I am setting up my Fragment like suggested in Google docs as such:
private var _binding: MyBinding? = null
private val binding get() = _binding!!
override fun onCreateView(inflater: LayoutInflater, container: ViewGroup?, savedInstanceState: Bundle?): View? {
_binding = MyBinding.inflate(inflater, container, false)
override fun onDestroyView() {
super.onDestroyView()
_binding = null
}
Now I'm calling a coroutine that to my understanding should be scoped to the lifecycle of this fragment. It has a longer network call, then a success:
lifecycleScope.launch(Dispatchers.Main) {
when (myViewModel.loadFromNetwork(url)) {
true -> responseSuccess()
false -> responseFailure()
}
}
private suspend fun responseSuccess() {
binding.stateSuccess.visibility = View.VISIBLE
// ...
}
Now when I press the Android system-back button while loadFromNetwork
is still loading the fragment gets destroyed and onDestroyView()

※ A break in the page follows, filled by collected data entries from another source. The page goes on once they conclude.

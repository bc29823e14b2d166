// Copyright 2025 The Cinder Authors
//
// Use of this source code is governed by a MIT-style
// license that can be found in the LICENSE file or at
// https://opensource.org/licenses/MIT

//! Kernel Heap Allocator
//!
//! First-fit allocator over a single contiguous byte range.
//!
//! # Design
//!
//! Every block is prefixed by an in-band [`BlockHeader`]. Blocks partition
//! the region back to back: the physical successor of the block at offset
//! `off` starts at `off + HEADER_SIZE + size`. Free blocks are additionally
//! linked into a doubly linked free list ordered by ascending address.
//!
//! Links are stored as byte offsets from the heap base instead of raw
//! pointers, so every hop can be bounds-checked against the region before
//! it is dereferenced. [`NIL`] terminates the list.
//!
//! Because the free list is address ordered, the only candidates for
//! coalescing a freshly freed block are its list neighbours; whether they
//! are also its *physical* neighbours is then a single address comparison.
//!
//! # Usage
//!
//! ```ignore
//! use cinder::mm::Heap;
//!
//! let mut heap = Heap::new();
//! unsafe { heap.init(region_start, region_len)? };
//!
//! let ptr = heap.alloc(128)?;
//! unsafe { heap.free(ptr.as_ptr())? };
//! ```

use core::fmt;
use core::mem::size_of;
use core::ptr::{self, NonNull};

use super::{align_down, align_up, checked_align_up};
use crate::config::{HEAP_ALIGNMENT, HEAP_MAGIC, HEAP_MIN_PAYLOAD, PAGE_SIZE};

/// End-of-list marker for free list links
const NIL: usize = usize::MAX;

/// Width of the back pointer stashed in front of an aligned allocation
const PTR_WIDTH: usize = size_of::<usize>();

/// Heap block header
///
/// `is_free` is a `u32` rather than a `bool` so that reading a header out
/// of scribbled memory can never produce an invalid value.
#[repr(C)]
#[derive(Debug, Clone, Copy)]
struct BlockHeader {
    /// Corruption sentinel, always [`HEAP_MAGIC`] for a live header
    magic: u32,

    /// Non-zero while the block sits in the free list
    is_free: u32,

    /// Payload bytes (header excluded), multiple of [`HEAP_ALIGNMENT`]
    size: usize,

    /// Offset of the next free block, or [`NIL`]
    next: usize,

    /// Offset of the previous free block, or [`NIL`]
    prev: usize,
}

/// Size of the header that prefixes every block
pub const HEADER_SIZE: usize = size_of::<BlockHeader>();

impl BlockHeader {
    const fn free(size: usize) -> Self {
        Self {
            magic: HEAP_MAGIC,
            is_free: 1,
            size,
            next: NIL,
            prev: NIL,
        }
    }

    fn is_valid(&self) -> bool {
        self.magic == HEAP_MAGIC
    }

    fn is_free(&self) -> bool {
        self.is_free != 0
    }
}

/// Offset of the block physically following the block at `off`
#[inline]
const fn block_end(off: usize, size: usize) -> usize {
    off + HEADER_SIZE + size
}

/// Heap allocator errors
#[derive(Debug, Clone, Copy, PartialEq, Eq)]
pub enum HeapError {
    /// `init` has not been called yet
    Uninitialized,
    /// `init` was called twice
    AlreadyInitialized,
    /// The region cannot hold a single block
    RegionTooSmall,
    /// Zero-byte requests are refused
    ZeroSize,
    /// No free block is large enough
    OutOfMemory,
    /// Size arithmetic overflowed
    Overflow,
    /// Alignment is not a power of two
    BadAlignment,
    /// Pointer does not belong to the heap region
    OutOfRange,
    /// Block header failed validation
    Corrupted,
    /// Block was already free
    DoubleFree,
    /// Pointer refers to a free block
    NotAllocated,
}

impl fmt::Display for HeapError {
    fn fmt(&self, f: &mut fmt::Formatter<'_>) -> fmt::Result {
        let msg = match self {
            Self::Uninitialized => "heap not initialized",
            Self::AlreadyInitialized => "heap already initialized",
            Self::RegionTooSmall => "heap region too small",
            Self::ZeroSize => "zero-sized allocation",
            Self::OutOfMemory => "out of memory",
            Self::Overflow => "allocation size overflow",
            Self::BadAlignment => "alignment is not a power of two",
            Self::OutOfRange => "pointer outside the heap",
            Self::Corrupted => "heap corruption detected",
            Self::DoubleFree => "double free",
            Self::NotAllocated => "block is not allocated",
        };
        f.write_str(msg)
    }
}

/// Snapshot of heap counters
#[derive(Debug, Clone, Copy, PartialEq, Eq, Default)]
pub struct HeapStats {
    /// Payload capacity of the pristine heap (region minus one header)
    pub total: usize,
    /// Payload bytes held by allocated blocks
    pub used: usize,
    /// Payload bytes held by free blocks
    pub free: usize,
    /// Length of the free list
    pub free_blocks: usize,
    /// Largest single free payload
    pub largest_free: usize,
}

/// First-fit heap over a fixed byte range
#[derive(Debug)]
pub struct Heap {
    /// Aligned base address of the region
    start: usize,
    /// Usable length of the region (multiple of [`HEAP_ALIGNMENT`])
    len: usize,
    /// Offset of the lowest free block, or [`NIL`]
    free_head: usize,
    /// Payload capacity right after `init`
    total: usize,
    /// Payload bytes currently handed out
    used: usize,
    initialized: bool,
}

is called. As such binding
now is null
. I'm getting a kotlin.KotlinNullPointerException
. What I not quite getting is why responseSuccess()
is still being executed even though I thought that lifecycleScope
is specifically meant for these kind of situations. According to Google Docs:
A LifecycleScope is defined for each Lifecycle object. Any coroutine launched in this scope is canceled when the Lifecycle is destroyed.
I understand this code can be fixed by a few changes and some manual null-checks, but I would like to understand how to fix this without boilerplate and in the intended manner. What is the purpose of using lifecycleScope to be lifecycle aware if not exactly this?
Coroutines cancellation is cooperative. It means it's a responsibility of a coroutine itself to check for cancellation. Most (or may be all) suspend operations in the coroutines library check for cancellation, but if you don't call any of them, you need to make your code cancellable as described here.
A better option to work with views in coroutines is to use lifecycle extensions which suspend / cancel the coroutine automatically when the lifecycle state is not in a required state.
Also please note, that cancellation is just a regular CancellationException
, so check you don't accidentally catch it.
well it may not be a very clean way of handling it but I suggest to cancel the job in onDestroyView
by your own self
define a job in class level like
lateinit var job:Job
then assign it like
job = lifecycleScope.launch(Dispatchers.Main) {
when (myViewModel.loadFromNetwork(url)) {
true -> responseSuccess()
false -> responseFailure()
}
and cancel it in onDestroView method before assigning null to _binding.
override fun onDestroyView() {
super.onDestroyView()
job.cancel()
_binding = null
}
the reason you get NULL POINTER EXCEPTION is that fragments have two lifecycles. 1)lifecycle and view lifecycle. _binding is assigned to null in onDestroyView but fragment lifecycle is still alive so coroutine's job is doing its work, when the network response arrives it run the launch block and wants to access binding object which is null by that time.